Scarce Lithograph of Parga, Epirus.
Lear Edward
Parga. "
Parga" London Richard Bentley. 1851
Tinted lithograph of Parga from Edward Lear's " Journals of a Landscape Painter in Albania, Illyria &c." [ plate 18]
The image shows Parga, looking down upon the bay and across to the castle .
Throughout his life, Lear was an adventurous traveller and kept detailed journals of his trips. Among the places he visited in his life were Ceylon (now Sri Lanka), Italy, Greece, Turkey and Egypt.
On Lear's visit to Calabria it was a disgusted young Englishman who referred to him as, ' "nothing but a damned, dirty landscape painter" '. This insult, Lear cheerfully adopted as his sobriquet.
One of his adventures took him for the first time to Albania and Macedonia – quite by accident, as he was attempting to return home after a trip to Thessaloniki in Greece in 1848 when a cholera outbreak forced him to take the overland route through the Balkans. Travelling through a land that was even more mysterious to foreigners than it is today – "to the unlearned tourist, indeed, Albania is a puzzle of the highest order", he wrote – and certainly not a typical holiday destination, Lear recorded copious notes of the things and people he encountered on the journey, as well as making many sketches.

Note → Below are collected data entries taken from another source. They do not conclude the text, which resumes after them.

use std::collections::HashSet;
use std::path::Path;

use anyhow::{Context, Result};
use serde::{Deserialize, Serialize};

use crate::error::CoreError;

/// Apodization window applied before each FFT.
///
/// `Hann` keeps a moderate main lobe and its sidelobes fall off at 18 dB/octave, so energy
/// far from a tone vanishes. `Hamming` has the lowest first sidelobe (-43 dB) but its far
/// sidelobes stay flat. `Blackman` has the widest main lobe and the lowest sidelobes overall.
///
/// # Example
/// ```
/// use nv_core::config::WindowFunction;
/// assert!(matches!(WindowFunction::default(), WindowFunction::Hann));
/// ```
#[derive(Clone, Copy, Debug, Default, PartialEq, Eq, Deserialize, Serialize)]
pub enum WindowFunction {
    /// Raised cosine, zero at both ends.
    #[default]
    Hann,
    /// Raised cosine on a 0.08 pedestal.
    Hamming,
    /// Three-term Blackman.
    Blackman,
}

/// How the log spectrum is scaled to [0.0, 1.0].
#[derive(Clone, Copy, Debug, Default, PartialEq, Eq, Deserialize, Serialize)]
pub enum SpectrumNormalization {
    /// One running peak over the loudest band: keeps the spectral shape.
    #[default]
    Shared,
    /// One running peak per band, like the named bands.
    PerBand,
}

/// A named, contiguous frequency range `[low_hz, high_hz)`.
#[derive(Clone, Debug, PartialEq, Deserialize, Serialize)]
pub struct BandDefinition {
    /// Lower edge in Hz (inclusive).
    pub low_hz: f32,
    /// Upper edge in Hz (exclusive).
    pub high_hz: f32,
    /// Name exposed in `FeatureFrame::bands`.
    pub name: String,
}

impl BandDefinition {
    /// Shorthand constructor.
    #[must_use]
    pub fn new(low_hz: f32, high_hz: f32, name: &str) -> Self {
        Self {
            low_hz,
            high_hz,
            name: name.to_string(),
        }
    }
}

/// An aggregate of named bands: its level is the mean of its members' levels.
///
/// # Example
/// ```
/// use nv_core::config::PrimaryBand;
/// let mid = PrimaryBand::new("mid", &["low_mid", "mid_high"]);
/// assert_eq!(mid.members.len(), 2);
/// ```
#[derive(Clone, Debug, PartialEq, Deserialize, Serialize)]
pub struct PrimaryBand {
    /// Name exposed in `FeatureFrame::primary`.
    pub name: String,
    /// Names of the `bands` entries averaged into this one.
    pub members: Vec<String>,
}

impl PrimaryBand {
    /// Shorthand constructor.
    #[must_use]
    pub fn new(name: &str, members: &[&str]) -> Self {
        Self {
            name: name.to_string(),
            members: members.iter().map(|m| (*m).to_string()).collect(),
        }
    }
}

/// Paramètres de l'analyseur, fixés pour toute la durée d'un flux.
///
/// Every constant of the pipeline lives here so that tuning happens in the config file,
/// never in the algorithm.
///
/// # Example
/// ```
/// use nv_core::config::AnalyzerConfig;
/// let config = AnalyzerConfig::default();
/// assert_eq!(config.chunk_size, 1024);
/// assert!(config.validate().is_ok());
/// ```
#[derive(Clone, Debug, PartialEq, Deserialize, Serialize)]
pub struct AnalyzerConfig {
    // === Flux ===
    /// Sample rate in Hz.
    pub sample_rate: u32,
    /// Sample frames per chunk.
    pub chunk_size: usize,

    // === Conditionnement ===
    /// Linear input gain.
    pub gain: f32,
    /// RMS floor; chunks strictly below are treated as silence.
    pub noise_gate_threshold: f32,

    // === Bandes ===
    /// Named bands, in output order.
    pub bands: Vec<BandDefinition>,
    /// Aggregates of named bands (bass / mid / high). Their maximum drives the envelope;
    /// when empty, the envelope follows the loudest named band.
    pub primary_bands: Vec<PrimaryBand>,
    /// Number of log-spaced spectrum bands.
    pub spectrum_band_count: usize,
    /// Lower edge of the log spectrum (also the centroid floor), Hz.
    pub spectrum_min_hz: f32,
    /// Upper edge of the log spectrum (also the centroid ceiling), Hz.
    pub spectrum_max_hz: f32,

    // === FFT ===
    /// Fine-path window length in samples.
    pub fft_window_size: usize,
    /// Fraction of the fine window kept between two fine analyses [0.0, 1.0).
    pub fine_overlap: f32,
    /// Fast-path FFT length as a multiple of the chunk size (zero padding).
    pub fast_zero_pad: usize,
    /// Window applied to both paths.
    pub window: WindowFunction,

    // === Normalisation ===
    /// Per-step decay of each named band's running peak (0.0, 1.0).
    pub peak_decay_rate: f32,
    /// Smallest divisor used when normalizing against a running peak (power units).
    pub peak_floor: f32,
    /// Per-step decay of the spectrum's running peak(s) (0.0, 1.0).
    pub spectrum_peak_decay_rate: f32,
    /// Shared or per-band spectrum scaling.
    pub spectrum_normalization: SpectrumNormalization,
    /// Attack/release smoothing of the output spectrum [0.0, 1.0). 0 = raw.
    pub spectrum_smoothing: f32,

    // === Dynamique ===
    /// Envelope decay time constant, seconds.
    pub envelope_decay_time: f32,
    /// Reference spread for bandwidth normalization, Hz.
    pub bandwidth_reference_hz: f32,
    /// Smallest total energy used as the transient denominator.
    pub transient_floor: f32,

    // === Harmoniques ===
    /// Attenuation applied at exact harmonic ratios [0.0, 1.0]. 0 = disabled.
    pub harmonic_suppression: f32,
    /// Relative half-width of the suppression window around each harmonic.
    pub harmonic_tolerance: f32,
    /// Highest harmonic number suppressed (≥ 2).
    pub max_harmonic: u32,
}

impl Default for AnalyzerConfig {
    fn default() -> Self {
        Self {
            sample_rate: 44100,
            chunk_size: 1024,
            gain: 1.0,
            noise_gate_threshold: 0.005,
            bands: default_bands(),
            primary_bands: default_primary_bands(),
            spectrum_band_count: 32,
            spectrum_min_hz: 20.0,
            spectrum_max_hz: 20000.0,
            fft_window_size: 4096,
            fine_overlap: 0.75,
            fast_zero_pad: 2,
            window: WindowFunction::Hann,
            peak_decay_rate: 0.6,
            peak_floor: 1e-4,
            spectrum_peak_decay_rate: 0.95,
            spectrum_normalization: SpectrumNormalization::Shared,
            spectrum_smoothing: 0.3,
            envelope_decay_time: 0.5,
            bandwidth_reference_hz: 5000.0,
            transient_floor: 1e-6,
            harmonic_suppression: 0.8,
            harmonic_tolerance: 0.05,
            max_harmonic: 4,
        }
    }
}

/// Les cinq bandes historiques.
#[must_use]
pub fn default_bands() -> Vec<BandDefinition> {
    vec![
        BandDefinition::new(20.0, 90.0, "sub_bass"),
        BandDefinition::new(90.0, 250.0, "bass"),
        BandDefinition::new(250.0, 1000.0, "low_mid"),
        BandDefinition::new(1000.0, 4000.0, "mid_high"),
        BandDefinition::new(4000.0, 20000.0, "treble"),
    ]
}

/// Les trois bandes principales : `sub_bass` n'entre dans aucune.
#[must_use]
pub fn default_primary_bands() -> Vec<PrimaryBand> {
    vec![
        PrimaryBand::new("bass", &["bass"]),
        PrimaryBand::new("mid", &["low_mid", "mid_high"]),
        PrimaryBand::new("high", &["treble"]),
    ]
}

impl AnalyzerConfig {
    /// Duration of one chunk in seconds.
    #[must_use]
    pub fn chunk_duration(&self) -> f32 {
        if self.sample_rate == 0 {
            return 0.0;
        }
        self.chunk_size as f32 / self.sample_rate as f32
    }

    /// Reject any configuration the analyzer cannot run with.
    ///
    /// # Errors
    /// Returns `CoreError::Config` or `CoreError::InvalidBand` describing the first problem.
    #[allow(clippy::too_many_lines)]
    pub fn validate(&self) -> Result<(), CoreError> {
        if self.sample_rate == 0 {
            return Err(config_err("sample_rate doit être > 0"));
        }
        if self.chunk_size == 0 {
            return Err(config_err("chunk_size doit être > 0"));
        }
        if !(self.gain.is_finite() && self.gain > 0.0) {
            return Err(config_err(format!("gain invalide : {}", self.gain)));
        }
        if !(self.noise_gate_threshold.is_finite() && self.noise_gate_threshold >= 0.0) {
            return Err(config_err(format!(
                "noise_gate_threshold invalide : {}",
                self.noise_gate_threshold
            )));
        }

        if self.bands.is_empty() {
            return Err(config_err("au moins une bande est requise"));
        }
        let mut seen = HashSet::new();
        for band in &self.bands {
            let name = band.name.trim();
            if name.is_empty() {
                return Err(CoreError::InvalidBand {
                    name: band.name.clone(),
                    reason: "nom vide".into(),
                });
            }
            if !seen.insert(name) {
                return Err(CoreError::InvalidBand {
                    name: band.name.clone(),
                    reason: "nom en double".into(),
                });
            }
            if !(band.low_hz.is_finite() && band.high_hz.is_finite())
                || band.low_hz < 0.0
                || band.high_hz <= band.low_hz
            {
                return Err(CoreError::InvalidBand {
                    name: band.name.clone(),
                    reason: format!("plage {}–{} Hz", band.low_hz, band.high_hz),
                });
            }
        }

        let mut primaries = HashSet::new();
        for primary in &self.primary_bands {
            let name = primary.name.trim();
            let invalid = |reason: String| CoreError::InvalidBand {
                name: primary.name.clone(),
                reason,
            };
            if name.is_empty() {
                return Err(invalid("nom vide".into()));
            }
            if !primaries.insert(name) {
                return Err(invalid("bande principale en double".into()));
            }
            if primary.members.is_empty() {
                return Err(invalid("aucune bande membre".into()));
            }
            if let Some(missing) = primary.members.iter().find(|m| !seen.contains(m.trim())) {
                return Err(invalid(format!("bande membre inconnue : {missing}")));
            }
        }

        if self.spectrum_band_count == 0 {
            return Err(config_err("spectrum_band_count doit être > 0"));
        }
        if !(self.spectrum_min_hz > 0.0 && self.spectrum_max_hz > self.spectrum_min_hz)
            || !self.spectrum_max_hz.is_finite()
        {
            return Err(config_err(format!(
                "spectre {}–{} Hz invalide",
                self.spectrum_min_hz, self.spectrum_max_hz
            )));
        }

        if self.fft_window_size < 2 {
            return Err(config_err("fft_window_size doit être ≥ 2"));
        }
        if !(0.0..1.0).contains(&self.fine_overlap) {
            return Err(config_err(format!(
                "fine_overlap hors de [0, 1) : {}",
                self.fine_overlap
            )));
        }
        if self.fast_zero_pad == 0 {
            return Err(config_err("fast_zero_pad doit être ≥ 1"));
        }

        for (name, rate) in [
            ("peak_decay_rate", self.peak_decay_rate),
            ("spectrum_peak_decay_rate", self.spectrum_peak_decay_rate),
        ] {
            if !(rate > 0.0 && rate < 1.0) {
                return Err(config_err(format!("{name} hors de (0, 1) : {rate}")));
            }
        }
        for (name, value) in [
            ("peak_floor", self.peak_floor),
            ("envelope_decay_time", self.envelope_decay_time),
            ("bandwidth_reference_hz", self.bandwidth_reference_hz),
            ("transient_floor", self.transient_floor),
        ] {
            if !(value.is_finite() && value > 0.0) {
                return Err(config_err(format!("{name} doit être > 0 : {value}")));
            }
        }
        if self.bandwidth_reference_hz <= 1.0 {
            return Err(config_err("bandwidth_reference_hz doit être > 1 Hz"));
        }
        if !(0.0..1.0).contains(&self.spectrum_smoothing) {
            return Err(config_err(format!(
                "spectrum_smoothing hors de [0, 1) : {}",
                self.spectrum_smoothing
            )));
        }

        if !(0.0..=1.0).contains(&self.harmonic_suppression) {
            return Err(config_err(format!(
                "harmonic_suppression hors de [0, 1] : {}",
                self.harmonic_suppression
            )));
        }
        if !(self.harmonic_tolerance > 0.0 && self.harmonic_tolerance < 0.5) {
            return Err(config_err(format!(
                "harmonic_tolerance hors de (0, 0.5) : {}",
                self.harmonic_tolerance
            )));
        }
        if self.max_harmonic < 2 {
            return Err(config_err("max_harmonic doit être ≥ 2"));
        }

        Ok(())
    }
}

The diaries and paintings that resulted from this trip were published in 1851 in "Journal of a Landscape Painter in Greece and Albania". On his extensive journey from the latter months of 1848, the places he visited included Tirana, Shkodra, Durres, Kruja and Berat. Today, there is an art museum in Berat that bears Lear's name, a testament to the high esteem in which Albania holds the work of the artist, not to mention the effect his words and images had in demystifying their land and culture. Light soiling and foxing mainly to blank margins; lithographer's pinholes to corners of image as usual.
Edward Lear (1812-1888)
was an artist, illustrator and writer known for his Nonsense Poetry, his limericks and his watercolours and lithographs of natural history and topography.
The twentieth of twenty one children, he was raised by his eldest sister, Ann, twenty-one years his senior. At the age of fifteen, he and his sister had to leave the family home and set up house together.
He started work as a serious illustrator and his first publication,in 1832, at the age of 19, was
Illustrations of the Family of Psittacidae, or Parrots.He would also contribute lithographs to John Gould's series of bird books .
It's easy to imagine John Gould's glee at discovering the naive, impecunious, and prodigiously talented Lear sketching away in the Parrot House. The professional relationship which followed was not so much a collaboration as seven years of exploitation. Gould immediately seized on the beauty of the folio format Lear had pioneered in the Psittacidae; he used it himself in all of his own publications. Gould's first book,
A Century of Birds from the Himalayan Mountains, was published in 1832; Lear drew all of the backgrounds for Elizabeth Gould's illustrations, and trained her in lithography, but his work is not credited. In 1834, Lear contributed ten brilliant plates to Gould's
A Monograph of the Ramphastidae, or Family of Toucans; he is not acknowledged, and, in fact, his signature is actually erased from the plates in the second edition. Gould apparently felt that once he had paid Lear for his work, it became his own; many of the plates which Lear created for
The Birds of Europe are inscribed, "Drawn from Life by J&E Gould."
In all, Lear contributed to six of Gould's works
: A Century of Birds from the Himalayan Mountains; A Monograph of The Ramphastidae, or Family of Toucans; The Birds of Europe; The Birds of Australia; Icones Avium; and A Monograph of the Trogonidae, or Family of Trogons.After Gould's death in 1881, Lear wrote, "He was one I never liked really, for in spite of a certain jollity and bonhommie, he was a harsh and violent man. At the Zoological Society at 33 Bruton Street, at Hullmandel's—at Broad Street ever the same, persevering hard working toiler in his own line, but ever as unfeeling for those about him. In this earliest phase of this bird drawing, he owed everything to his excellent wife,—& to myself, without whose help in drawing he had done nothing."
He continued to paint seriously throughout his life and his natural history paintings were favourably compared with those of Audubon.
In 1846 Lear published
A Book of Nonsense, a volume of limericks which went through three editions and helped popularise the form. His most famous piece of nonsense,
The Owl and the Pussycat, followed in 1857, written for the children of his patron Edward Stanley, 13th Earl of Derby. Although he exhibited in the Royal Academy from 1859-1873, he depended financially on the benevolence of his friends and worries over money continued until his death in San Remo, where he had spent his final years.
Blackmer/ Sothebys:1318 ; Navari :986 [1st edition]. 152 by 252mm (6 by 10 inches).